Oviposition data: These data include records of annual egg-mass surveys collected between 2000 and 2019 for 64 wood frog breeding ponds at Yale Myers Forest, a 3,213 ha research forest in northeastern Connecticut, USA. During surveys, the entire pond was closely searched by observers. If eggs were found, the observers independently counted and then averaged the estimates (or, in cases of surveys by a single observer, egg masses were counted twice and averaged).
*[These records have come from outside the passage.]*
// Copyright 2026 the Mekko Authors
// SPDX-License-Identifier: Apache-2.0 OR MIT

//! Z-order conventions for chart-generated marks.
//!
//! Renderers sort by `(z_index, MarkId)` for a deterministic tie-break.

/// Mosaic cells.
pub const CELLS: i32 = 0;
/// Text drawn on top of cells.
pub const CELL_LABELS: i32 = 40;
/// Dot-chart dots.
pub const DOTS: i32 = 60;
/// Dot-chart labels.
pub const DOT_LABELS: i32 = 70;
/// Chart titles.
pub const TITLES: i32 = 80;
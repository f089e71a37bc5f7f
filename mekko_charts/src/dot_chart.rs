// Copyright 2026 the Mekko Authors
// SPDX-License-Identifier: Apache-2.0 OR MIT

//! Dot-legend chart: one row per entry, a text label and a dot colored by severity level.
//!
//! Rows are spaced evenly down the figure, first entry at the top. There is no proportional
//! sizing.

extern crate alloc;

use alloc::vec::Vec;

use kurbo::{Point, Size};
use mekko_core::{Figure, Mark, MarkId, TextAnchor};
use peniko::Brush;
use peniko::color::palette::css;

use crate::text_mark::TextMarkSpec;
use crate::{ChartError, ChartLayout, Level, Symbol, z_order};

/// Configuration for a dot-legend chart.
///
/// Positions named "unit" are fractions of the figure, with y measured from the bottom.
#[derive(Clone, Debug)]
pub struct DotChartSpec {
    /// Stable-id base. Entry `i` uses `id_base + 2 * i` for its label and `id_base + 2 * i + 1`
    /// for its dot.
    pub id_base: u64,
    /// Figure size.
    pub figure_size: Size,
    /// Padding around the unit square.
    pub margin: f64,
    /// Label font size.
    pub font_size: f64,
    /// Unit x of the label anchor.
    pub label_x: f64,
    /// Horizontal anchor of labels.
    pub label_anchor: TextAnchor,
    /// Unit offset from the label anchor to the dot center.
    pub dot_dx: f64,
    /// Unit dot radius, scaled isotropically.
    pub dot_radius: f64,
    /// Dot shape.
    pub symbol: Symbol,
    /// Label paint.
    pub text_fill: Brush,
}

impl Default for DotChartSpec {
    fn default() -> Self {
        Self::new()
    }
}

impl DotChartSpec {
    /// Creates a spec for an 800 x 500 figure with left-aligned labels at unit x `0.05` and
    /// dots of unit radius `0.02` at unit x `0.15`.
    pub fn new() -> Self {
        Self {
            id_base: 0x444f_0000,
            figure_size: Size::new(800.0, 500.0),
            margin: 0.0,
            font_size: 12.0,
            label_x: 0.05,
            label_anchor: TextAnchor::Start,
            dot_dx: 0.1,
            dot_radius: 0.02,
            symbol: Symbol::Circle,
            text_fill: css::BLACK.into(),
        }
    }

    /// Sets the stable-id base.
    pub fn with_id_base(mut self, id_base: u64) -> Self {
        self.id_base = id_base;
        self
    }

    /// Sets the figure size.
    pub fn with_figure_size(mut self, size: Size) -> Self {
        self.figure_size = size;
        self
    }

    /// Sets the label font size.
    pub fn with_font_size(mut self, font_size: f64) -> Self {
        self.font_size = font_size;
        self
    }

    /// Sets the label anchor.
    pub fn with_label_anchor(mut self, anchor: TextAnchor) -> Self {
        self.label_anchor = anchor;
        self
    }

    /// Sets the unit dot radius.
    pub fn with_dot_radius(mut self, radius: f64) -> Self {
        self.dot_radius = radius;
        self
    }

    /// Sets the dot shape.
    pub fn with_symbol(mut self, symbol: Symbol) -> Self {
        self.symbol = symbol;
        self
    }

    /// Sets the label paint.
    pub fn with_text_fill(mut self, fill: impl Into<Brush>) -> Self {
        self.text_fill = fill.into();
        self
    }

    /// Builds the chart from `(label, level value)` entries, in order.
    ///
    /// Every value is resolved to a [`Level`] before any mark is built, so one unknown value
    /// fails the whole chart.
    pub fn figure<K: AsRef<str>>(
        &self,
        entries: impl IntoIterator<Item = (K, f64)>,
    ) -> Result<Figure, ChartError> {
        let rows = entries
            .into_iter()
            .map(|(key, value)| Ok((key, Level::from_value(value)?)))
            .collect::<Result<Vec<_>, ChartError>>()?;

        let layout = ChartLayout::arrange(self.figure_size, self.margin, None);
        let mut figure = Figure::new(self.figure_size);
        figure.extend(self.marks(&layout, &rows));
        tracing::debug!(rows = rows.len(), "built dot chart");
        Ok(figure)
    }

    fn marks<K: AsRef<str>>(&self, layout: &ChartLayout, rows: &[(K, Level)]) -> Vec<Mark> {
        let n = rows.len() as f64;
        let size = 2.0 * layout.unit_length(self.dot_radius);
        let mut out = Vec::with_capacity(2 * rows.len());

        for (i, (key, level)) in rows.iter().enumerate() {
            let unit_y = (n - (i as f64 + 0.5)) / n;
            let label_pos = layout.unit_point(Point::new(self.label_x, unit_y));
            let dot_pos = layout.unit_point(Point::new(self.label_x + self.dot_dx, unit_y));
            let id = MarkId::from_raw(self.id_base).offset(2 * i as u64);

            out.push(
                TextMarkSpec::new(id, label_pos, key.as_ref())
                    .with_font_size(self.font_size)
                    .with_anchor(self.label_anchor)
                    .with_fill(self.text_fill.clone())
                    .with_z_index(z_order::DOT_LABELS)
                    .mark(),
            );
            out.push(
                Mark::path(
                    id.offset(1),
                    self.symbol.path(dot_pos.x, dot_pos.y, size),
                    level.color(),
                )
                .with_z_index(z_order::DOTS),
            );
        }
        out
    }
}
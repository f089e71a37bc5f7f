// Copyright 2026 the Mekko Authors
// SPDX-License-Identifier: Apache-2.0 OR MIT

//! Renderer-agnostic mark model for Mekko charts.
//!
//! Chart builders in `mekko_charts` do not draw anything themselves. They produce a
//! [`Figure`]: a scene size plus a list of stable-identity [`Mark`]s (rectangles,
//! text runs and paths) in scene coordinates. A rendering collaborator (an SVG
//! writer, a GPU scene builder, a test harness) walks the figure in paint order.
//!
//! Text shaping is out of scope; text marks store unshaped strings.

#![no_std]

extern crate alloc;

mod figure;
mod mark;

pub use figure::Figure;
pub use mark::{
    Mark, MarkId, MarkKind, MarkPayload, PathPayload, RectPayload, TextAnchor, TextBaseline,
    TextPayload,
};
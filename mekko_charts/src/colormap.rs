// Copyright 2026 the Mekko Authors
// SPDX-License-Identifier: Apache-2.0 OR MIT

//! Named sequential colormaps.
//!
//! Each map is stored as nine evenly spaced sRGB stops and sampled by linear interpolation.
//! Names follow the common plotting conventions (`viridis`, `Greens`, ...); a `_r` suffix
//! selects the reversed map.

extern crate alloc;

use alloc::string::ToString;
use core::str::FromStr;

use peniko::Color;

use crate::ChartError;

type Stops = [[u8; 3]; 9];

const VIRIDIS: Stops = [
    [0x44, 0x01, 0x54],
    [0x47, 0x2d, 0x7b],
    [0x3b, 0x52, 0x8b],
    [0x2c, 0x72, 0x8e],
    [0x21, 0x91, 0x8c],
    [0x28, 0xae, 0x80],
    [0x5e, 0xc9, 0x62],
    [0xad, 0xdc, 0x30],
    [0xfd, 0xe7, 0x25],
];

const PLASMA: Stops = [
    [0x0d, 0x08, 0x87],
    [0x4c, 0x02, 0xa1],
    [0x7e, 0x03, 0xa8],
    [0xa9, 0x23, 0x95],
    [0xcc, 0x47, 0x78],
    [0xe5, 0x6b, 0x5d],
    [0xf8, 0x94, 0x41],
    [0xfd, 0xc3, 0x28],
    [0xf0, 0xf9, 0x21],
];

const INFERNO: Stops = [
    [0x00, 0x00, 0x04],
    [0x1f, 0x0c, 0x48],
    [0x55, 0x0f, 0x6d],
    [0x88, 0x22, 0x6a],
    [0xba, 0x36, 0x55],
    [0xe3, 0x59, 0x33],
    [0xf9, 0x8e, 0x09],
    [0xf9, 0xcb, 0x35],
    [0xfc, 0xff, 0xa4],
];

const MAGMA: Stops = [
    [0x00, 0x00, 0x04],
    [0x1c, 0x10, 0x44],
    [0x4f, 0x12, 0x7b],
    [0x81, 0x25, 0x81],
    [0xb5, 0x36, 0x7a],
    [0xe5, 0x50, 0x64],
    [0xfb, 0x87, 0x61],
    [0xfe, 0xc2, 0x87],
    [0xfc, 0xfd, 0xbf],
];

const CIVIDIS: Stops = [
    [0x00, 0x22, 0x4e],
    [0x12, 0x35, 0x70],
    [0x3b, 0x49, 0x6c],
    [0x57, 0x5d, 0x6d],
    [0x70, 0x71, 0x73],
    [0x8a, 0x86, 0x78],
    [0xa5, 0x9c, 0x74],
    [0xc3, 0xb3, 0x69],
    [0xfe, 0xe8, 0x38],
];

const GREENS: Stops = [
    [0xf7, 0xfc, 0xf5],
    [0xe5, 0xf5, 0xe0],
    [0xc7, 0xe9, 0xc0],
    [0xa1, 0xd9, 0x9b],
    [0x74, 0xc4, 0x76],
    [0x41, 0xab, 0x5d],
    [0x23, 0x8b, 0x45],
    [0x00, 0x6d, 0x2c],
    [0x00, 0x44, 0x1b],
];

const BLUES: Stops = [
    [0xf7, 0xfb, 0xff],
    [0xde, 0xeb, 0xf7],
    [0xc6, 0xdb, 0xef],
    [0x9e, 0xca, 0xe1],
    [0x6b, 0xae, 0xd6],
    [0x42, 0x92, 0xc6],
    [0x21, 0x71, 0xb5],
    [0x08, 0x51, 0x9c],
    [0x08, 0x30, 0x6b],
];

const REDS: Stops = [
    [0xff, 0xf5, 0xf0],
    [0xfe, 0xe0, 0xd2],
    [0xfc, 0xbb, 0xa1],
    [0xfc, 0x92, 0x72],
    [0xfb, 0x6a, 0x4a],
    [0xef, 0x3b, 0x2c],
    [0xcb, 0x18, 0x1d],
    [0xa5, 0x0f, 0x15],
    [0x67, 0x00, 0x0d],
];

const ORANGES: Stops = [
    [0xff, 0xf5, 0xeb],
    [0xfe, 0xe6, 0xce],
    [0xfd, 0xd0, 0xa2],
    [0xfd, 0xae, 0x6b],
    [0xfd, 0x8d, 0x3c],
    [0xf1, 0x69, 0x13],
    [0xd9, 0x48, 0x01],
    [0xa6, 0x36, 0x03],
    [0x7f, 0x27, 0x04],
];

const PURPLES: Stops = [
    [0xfc, 0xfb, 0xfd],
    [0xef, 0xed, 0xf5],
    [0xda, 0xda, 0xeb],
    [0xbc, 0xbd, 0xdc],
    [0x9e, 0x9a, 0xc8],
    [0x80, 0x7d, 0xba],
    [0x6a, 0x51, 0xa3],
    [0x54, 0x27, 0x8f],
    [0x3f, 0x00, 0x7d],
];

const GREYS: Stops = [
    [0xff, 0xff, 0xff],
    [0xf0, 0xf0, 0xf0],
    [0xd9, 0xd9, 0xd9],
    [0xbd, 0xbd, 0xbd],
    [0x96, 0x96, 0x96],
    [0x73, 0x73, 0x73],
    [0x52, 0x52, 0x52],
    [0x25, 0x25, 0x25],
    [0x00, 0x00, 0x00],
];

/// The built-in colormap palettes.
#[derive(Clone, Copy, Debug, PartialEq, Eq, Hash)]
pub enum Palette {
    /// Perceptually uniform, purple to yellow.
    Viridis,
    /// Perceptually uniform, blue to yellow through magenta.
    Plasma,
    /// Perceptually uniform, black to pale yellow through red.
    Inferno,
    /// Perceptually uniform, black to pale pink through purple.
    Magma,
    /// Color-vision-deficiency friendly, navy to yellow.
    Cividis,
    /// Sequential white to dark green.
    Greens,
    /// Sequential white to dark blue.
    Blues,
    /// Sequential white to dark red.
    Reds,
    /// Sequential white to dark orange.
    Oranges,
    /// Sequential white to dark purple.
    Purples,
    /// Sequential white to black.
    Greys,
}

impl Palette {
    /// Every palette, in name order of [`Palette::name`].
    pub const ALL: [Self; 11] = [
        Self::Viridis,
        Self::Plasma,
        Self::Inferno,
        Self::Magma,
        Self::Cividis,
        Self::Greens,
        Self::Blues,
        Self::Reds,
        Self::Oranges,
        Self::Purples,
        Self::Greys,
    ];

    /// Returns the canonical name.
    pub const fn name(self) -> &'static str {
        match self {
            Self::Viridis => "viridis",
            Self::Plasma => "plasma",
            Self::Inferno => "inferno",
            Self::Magma => "magma",
            Self::Cividis => "cividis",
            Self::Greens => "Greens",
            Self::Blues => "Blues",
            Self::Reds => "Reds",
            Self::Oranges => "Oranges",
            Self::Purples => "Purples",
            Self::Greys => "Greys",
        }
    }

    const fn stops(self) -> &'static Stops {
        match self {
            Self::Viridis => &VIRIDIS,
            Self::Plasma => &PLASMA,
            Self::Inferno => &INFERNO,
            Self::Magma => &MAGMA,
            Self::Cividis => &CIVIDIS,
            Self::Greens => &GREENS,
            Self::Blues => &BLUES,
            Self::Reds => &REDS,
            Self::Oranges => &ORANGES,
            Self::Purples => &PURPLES,
            Self::Greys => &GREYS,
        }
    }
}

/// A palette plus direction.
#[derive(Clone, Copy, Debug, PartialEq, Eq, Hash)]
pub struct Colormap {
    /// The underlying palette.
    pub palette: Palette,
    /// Whether `sample(t)` reads the palette from the far end.
    pub reversed: bool,
}

impl Colormap {
    /// Creates a forward colormap.
    pub const fn new(palette: Palette) -> Self {
        Self {
            palette,
            reversed: false,
        }
    }

    /// Returns the same palette in the opposite direction.
    #[must_use]
    pub const fn reversed(self) -> Self {
        Self {
            palette: self.palette,
            reversed: !self.reversed,
        }
    }

    /// Samples the map at `t`, clamped to `[0, 1]`.
    pub fn sample(&self, t: f64) -> Color {
        let t = if t.is_nan() { 0.0 } else { t.clamp(0.0, 1.0) };
        let t = if self.reversed { 1.0 - t } else { t };

        let stops = self.palette.stops();
        let last = stops.len() - 1;
        let pos = t * last as f64;
        let lo = (pos as usize).min(last - 1);
        let frac = (pos - lo as f64) as f32;

        let [a, b] = [stops[lo], stops[lo + 1]];
        let channel = |i: usize| {
            let (a, b) = (f32::from(a[i]), f32::from(b[i]));
            (a + (b - a) * frac) / 255.0
        };
        Color::new([channel(0), channel(1), channel(2), 1.0])
    }
}

impl From<Palette> for Colormap {
    fn from(palette: Palette) -> Self {
        Self::new(palette)
    }
}

impl FromStr for Colormap {
    type Err = ChartError;

    /// Parses a palette name, optionally suffixed with `_r`. Matching ignores ASCII case.
    fn from_str(name: &str) -> Result<Self, Self::Err> {
        let (base, reversed) = match name.strip_suffix("_r") {
            Some(base) => (base, true),
            None => (name, false),
        };
        let palette = Palette::ALL
            .into_iter()
            .find(|p| p.name().eq_ignore_ascii_case(base))
            .ok_or_else(|| ChartError::UnknownColormap(name.to_string()))?;
        let map = Self::new(palette);
        Ok(if reversed { map.reversed() } else { map })
    }
}

#[cfg(test)]
mod tests {
    extern crate std;

    use super::*;

    fn rgb(c: Color) -> [u8; 3] {
        let c = c.to_rgba8();
        [c.r, c.g, c.b]
    }

    #[test]
    fn endpoints_hit_first_and_last_stop() {
        let map = Colormap::new(Palette::Viridis);
        assert_eq!(rgb(map.sample(0.0)), [0x44, 0x01, 0x54]);
        assert_eq!(rgb(map.sample(1.0)), [0xfd, 0xe7, 0x25]);
    }

    #[test]
    fn reversed_swaps_endpoints() {
        let map = Colormap::new(Palette::Greens).reversed();
        assert_eq!(rgb(map.sample(0.0)), [0x00, 0x44, 0x1b]);
        assert_eq!(rgb(map.sample(1.0)), [0xf7, 0xfc, 0xf5]);
        assert_eq!(map.reversed(), Colormap::new(Palette::Greens));
    }

    #[test]
    fn midpoint_interpolates_between_stops() {
        let map = Colormap::new(Palette::Greys);
        // Halfway between stop 0 (255) and stop 1 (240).
        let [r, g, b] = rgb(map.sample(0.0625));
        assert!((246..=248).contains(&r), "r {r}");
        assert_eq!(r, g);
        assert_eq!(g, b);
    }

    #[test]
    fn out_of_range_is_clamped() {
        let map = Colormap::new(Palette::Blues);
        assert_eq!(rgb(map.sample(-3.0)), rgb(map.sample(0.0)));
        assert_eq!(rgb(map.sample(7.0)), rgb(map.sample(1.0)));
    }

    #[test]
    fn names_parse_with_reverse_suffix() {
        assert_eq!(
            "viridis".parse::<Colormap>(),
            Ok(Colormap::new(Palette::Viridis))
        );
        assert_eq!(
            "Greens_r".parse::<Colormap>(),
            Ok(Colormap::new(Palette::Greens).reversed())
        );
        assert_eq!(
            "MAGMA".parse::<Colormap>(),
            Ok(Colormap::new(Palette::Magma))
        );
        assert_eq!(
            "jet".parse::<Colormap>(),
            Err(ChartError::UnknownColormap("jet".into()))
        );
    }

    #[test]
    fn every_palette_round_trips_its_name() {
        for palette in Palette::ALL {
            assert_eq!(palette.name().parse::<Colormap>().unwrap().palette, palette);
        }
    }
}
Microhabitat data: We include microhabitat data for wood frog breeding ponds at our site including: latitude, elevation, aspect, and a suite of canopy metrics estimated from repeated hemispherical photos. Briefly, five hemispherical photographs were take along the shore at each cardinal point and at the center of each pond during leaf-off and leaf-on seasons. We used Gap Light Analyzer (Frazer 1999) to estimate average leaf-on and leaf-off global site factor (GSF; the ratio of above-canopy radiation to under-canopy radiation (Anderson 1964)) and a weighted GSF value integrated over the duration of wood frog larval and embryonic life cycle (Halverson et al. 2003). Additionally, we included the within-pond variance in GSF values, which captures important components of the canopy shape and structure above and surrounding the ponds. Point values for aspect and elevation were estimated from the USGS National Elevation Dataset (U.S Geological Survey 2002). In addition, we included site-wide daily average temperature, precipitation, and SWE between day-of-year 0 and 120 (Jan 1 ~ April 29) from the DayMet dataset. This range spans the earliest and latest observed oviposition dates (day-of-year 74 and day-of-year 113) with a margin.
Code: R code to replicate the analysis is included with further instructions inline in the scripts.